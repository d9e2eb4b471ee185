//! Temporary workspace for intermediate conversion outputs.
//!
//! Every bundling run owns exactly one [`Workspace`]: a uniquely-named
//! temporary directory that the converters write into and the bundle writer
//! reads from. The directory is removed when the workspace is dropped, which
//! covers every exit path from the point of creation onward (success,
//! cancelled save, conversion errors, panics unwinding).

use crate::error::Result;
use log::debug;
use std::fs;
use std::path::{Path, PathBuf};
use tempfile::TempDir;

/// An exclusively-owned temporary directory for one bundling run.
#[derive(Debug)]
pub struct Workspace {
    dir: TempDir,
}

impl Workspace {
    /// Create a uniquely-named temporary workspace directory.
    ///
    /// # Errors
    ///
    /// Returns an I/O error if the directory cannot be created.
    pub fn create() -> Result<Self> {
        let dir = tempfile::Builder::new().prefix("docpack-").tempdir()?;
        debug!("created workspace at {}", dir.path().display());
        Ok(Self { dir })
    }

    /// Path of the workspace directory.
    #[inline]
    #[must_use]
    pub fn path(&self) -> &Path {
        self.dir.path()
    }

    /// Copy the source document into the workspace as `{base}.docx`.
    ///
    /// Returns the path of the staged copy. The original is never mutated.
    ///
    /// # Errors
    ///
    /// Returns an I/O error if the copy fails.
    pub fn stage_source(&self, source: &Path) -> Result<PathBuf> {
        let base = source
            .file_stem()
            .unwrap_or_default()
            .to_string_lossy()
            .to_string();
        let staged = self.path().join(format!("{base}.docx"));
        fs::copy(source, &staged)?;
        debug!("staged source as {}", staged.display());
        Ok(staged)
    }

    /// Path for an output file inside the workspace.
    #[inline]
    #[must_use]
    pub fn target_path(&self, name: &str) -> PathBuf {
        self.path().join(name)
    }

    /// Enumerate the regular files currently in the workspace, sorted by name.
    ///
    /// This is the snapshot the bundle writer archives; anything written
    /// after this call is not reflected.
    ///
    /// # Errors
    ///
    /// Returns an I/O error if the directory cannot be read.
    pub fn produced_files(&self) -> Result<Vec<PathBuf>> {
        let mut files = Vec::new();
        for entry in fs::read_dir(self.path())? {
            let entry = entry?;
            if entry.file_type()?.is_file() {
                files.push(entry.path());
            }
        }
        files.sort();
        Ok(files)
    }

    /// Persist the workspace directory instead of removing it on drop.
    ///
    /// Debugging escape hatch for `--keep-workspace`; returns the path the
    /// caller is now responsible for.
    #[must_use = "the returned path is no longer cleaned up automatically"]
    pub fn keep(self) -> PathBuf {
        self.dir.into_path()
    }
}

#[cfg(test)]
mod tests {
    use super::*;
    use std::fs::File;
    use std::io::Write;

    #[test]
    fn test_create_and_drop_removes_directory() {
        let workspace = Workspace::create().unwrap();
        let path = workspace.path().to_path_buf();
        assert!(path.is_dir());

        drop(workspace);
        assert!(!path.exists(), "workspace must not outlive its owner");
    }

    #[test]
    fn test_stage_source_copies_with_docx_name() {
        let source_dir = TempDir::new().unwrap();
        let source = source_dir.path().join("Report.docx");
        fs::write(&source, b"fake docx bytes").unwrap();

        let workspace = Workspace::create().unwrap();
        let staged = workspace.stage_source(&source).unwrap();

        assert_eq!(staged.file_name().unwrap(), "Report.docx");
        assert_eq!(fs::read(&staged).unwrap(), b"fake docx bytes");
        // The original is untouched.
        assert!(source.exists());
    }

    #[test]
    fn test_produced_files_sorted_and_files_only() {
        let workspace = Workspace::create().unwrap();
        for name in ["b.txt", "a.html", "c.pdf"] {
            let mut f = File::create(workspace.target_path(name)).unwrap();
            f.write_all(b"x").unwrap();
        }
        fs::create_dir(workspace.path().join("subdir")).unwrap();

        let files = workspace.produced_files().unwrap();
        let names: Vec<_> = files
            .iter()
            .map(|p| p.file_name().unwrap().to_string_lossy().to_string())
            .collect();
        assert_eq!(names, ["a.html", "b.txt", "c.pdf"]);
    }

    #[test]
    fn test_keep_persists_directory() {
        let workspace = Workspace::create().unwrap();
        let kept = workspace.keep();
        assert!(kept.is_dir());
        fs::remove_dir_all(&kept).unwrap();
    }
}
//! Target output formats for a bundling run.
//!
//! The format set is fixed at compile time: four converted formats plus the
//! structural plain-text export. [`TargetFormat::ALL`] defines the order in
//! which the dispatcher attempts them.

use serde::{Deserialize, Serialize};
use std::fmt;
use std::str::FromStr;

/// A target output format.
#[derive(Debug, Clone, Copy, PartialEq, Eq, Hash, Serialize, Deserialize)]
#[serde(rename_all = "UPPERCASE")]
pub enum TargetFormat {
    /// Standalone HTML document (pandoc)
    #[serde(rename = "HTML")]
    Html,
    /// OpenDocument Text (pandoc)
    #[serde(rename = "ODT")]
    Odt,
    /// EPUB e-book (pandoc)
    #[serde(rename = "EPUB")]
    Epub,
    /// PDF with original visual styling (LibreOffice)
    #[serde(rename = "PDF")]
    Pdf,
    /// Plain text with paragraph spacing (structural export, no engine)
    #[serde(rename = "TXT")]
    Txt,
}

impl TargetFormat {
    /// All target formats, in dispatch order.
    pub const ALL: [Self; 5] = [Self::Html, Self::Odt, Self::Epub, Self::Pdf, Self::Txt];

    /// File extension for this format (without the dot).
    #[inline]
    #[must_use]
    pub const fn extension(self) -> &'static str {
        match self {
            Self::Html => "html",
            Self::Odt => "odt",
            Self::Epub => "epub",
            Self::Pdf => "pdf",
            Self::Txt => "txt",
        }
    }

    /// Output file name for a document base name, e.g. `Report` → `Report.html`.
    #[inline]
    #[must_use]
    pub fn output_name(self, base: &str) -> String {
        format!("{base}.{}", self.extension())
    }

    /// Whether this format is produced by the general conversion engine.
    ///
    /// PDF uses a separate rendering integration and TXT is a structural
    /// export with no external dependency.
    #[inline]
    #[must_use]
    pub const fn uses_pandoc(self) -> bool {
        matches!(self, Self::Html | Self::Odt | Self::Epub)
    }
}

impl fmt::Display for TargetFormat {
    fn fmt(&self, f: &mut fmt::Formatter<'_>) -> fmt::Result {
        f.write_str(self.extension())
    }
}

impl FromStr for TargetFormat {
    type Err = String;

    fn from_str(s: &str) -> Result<Self, Self::Err> {
        match s.to_ascii_lowercase().as_str() {
            "html" => Ok(Self::Html),
            "odt" => Ok(Self::Odt),
            "epub" => Ok(Self::Epub),
            "pdf" => Ok(Self::Pdf),
            "txt" => Ok(Self::Txt),
            other => Err(format!(
                "unknown format '{other}' (expected one of: html, odt, epub, pdf, txt)"
            )),
        }
    }
}
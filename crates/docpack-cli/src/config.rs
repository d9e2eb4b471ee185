//! Configuration file support.
//!
//! Engine binary locations and bundle defaults are explicit configuration,
//! loaded from `.docpack.toml` in the current directory (project scope) and
//! `~/.docpack.toml` (user scope). Precedence: CLI flags > project config >
//! user config > built-in defaults.

use anyhow::{Context, Result};
use colored::Colorize;
use serde::{Deserialize, Serialize};
use std::fs;
use std::path::{Path, PathBuf};

/// Top-level configuration file contents.
#[derive(Debug, Clone, PartialEq, Eq, Default, Serialize, Deserialize)]
pub struct Config {
    /// External engine binary locations
    #[serde(skip_serializing_if = "Option::is_none")]
    pub engines: Option<EnginesConfig>,

    /// Default settings for the bundle command
    #[serde(skip_serializing_if = "Option::is_none")]
    pub bundle: Option<BundleConfig>,
}

/// `[engines]` section.
#[derive(Debug, Clone, PartialEq, Eq, Default, Serialize, Deserialize)]
#[serde(default)]
pub struct EnginesConfig {
    /// Path to the pandoc binary
    #[serde(skip_serializing_if = "Option::is_none")]
    pub pandoc: Option<PathBuf>,

    /// Path to the LibreOffice (soffice) binary
    #[serde(skip_serializing_if = "Option::is_none")]
    pub soffice: Option<PathBuf>,
}

/// `[bundle]` section.
#[derive(Debug, Clone, PartialEq, Eq, Default, Serialize, Deserialize)]
#[serde(default)]
pub struct BundleConfig {
    /// Include the copied source DOCX in the archive (default: true)
    #[serde(skip_serializing_if = "Option::is_none")]
    pub include_source: Option<bool>,
}

impl Config {
    /// Load configuration from a TOML file.
    fn load_from_file(path: &Path) -> Result<Self> {
        let content = fs::read_to_string(path)
            .with_context(|| format!("Failed to read config file: {}", path.display()))?;

        let config: Self = toml::from_str(&content)
            .with_context(|| format!("Failed to parse config file: {}", path.display()))?;
        Ok(config)
    }

    /// Find and merge the user and project configuration files.
    #[must_use]
    pub fn discover() -> Self {
        let user = Self::load_scope(Self::user_config_path().as_deref(), "user");
        let project = Self::load_scope(Some(Path::new(".docpack.toml")), "project");
        Self::merge(user, project)
    }

    fn user_config_path() -> Option<PathBuf> {
        Some(dirs::home_dir()?.join(".docpack.toml"))
    }

    fn load_scope(path: Option<&Path>, scope: &str) -> Option<Self> {
        let path = path?;
        if !path.exists() {
            return None;
        }
        match Self::load_from_file(path) {
            Ok(config) => Some(config),
            Err(e) => {
                eprintln!(
                    "{} Failed to load {scope} config from {}: {e}",
                    "Warning:".yellow().bold(),
                    path.display()
                );
                None
            }
        }
    }

    /// Merge configs with project taking precedence over user, per field.
    #[must_use]
    pub fn merge(user: Option<Self>, project: Option<Self>) -> Self {
        let mut merged = user.unwrap_or_default();

        if let Some(project) = project {
            if let Some(engines) = project.engines {
                let mut merged_engines = merged.engines.unwrap_or_default();
                if let Some(pandoc) = engines.pandoc {
                    merged_engines.pandoc = Some(pandoc);
                }
                if let Some(soffice) = engines.soffice {
                    merged_engines.soffice = Some(soffice);
                }
                merged.engines = Some(merged_engines);
            }
            if let Some(bundle) = project.bundle {
                let mut merged_bundle = merged.bundle.unwrap_or_default();
                if let Some(include_source) = bundle.include_source {
                    merged_bundle.include_source = Some(include_source);
                }
                merged.bundle = Some(merged_bundle);
            }
        }
        merged
    }

    /// Configured pandoc binary, defaulting to `pandoc` on PATH.
    #[must_use]
    pub fn pandoc_binary(&self) -> PathBuf {
        self.engines
            .as_ref()
            .and_then(|e| e.pandoc.clone())
            .unwrap_or_else(|| PathBuf::from("pandoc"))
    }

    /// Configured soffice binary, defaulting to `soffice` on PATH.
    #[must_use]
    pub fn soffice_binary(&self) -> PathBuf {
        self.engines
            .as_ref()
            .and_then(|e| e.soffice.clone())
            .unwrap_or_else(|| PathBuf::from("soffice"))
    }

    /// Whether the staged source DOCX is bundled (default: true).
    #[must_use]
    pub fn include_source(&self) -> bool {
        self.bundle
            .as_ref()
            .and_then(|b| b.include_source)
            .unwrap_or(true)
    }
}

Aim of the exercise
Repeat exactly the lines from the first line of the records above through the line containing "is dropped, which", both included, and nothing else.

Solution below
repository d9e2eb4b471ee185
//! Temporary workspace for intermediate conversion outputs.
//!
//! Every bundling run owns exactly one [`Workspace`]: a uniquely-named
//! temporary directory that the converters write into and the bundle writer
//! reads from. The directory is removed when the workspace is dropped, which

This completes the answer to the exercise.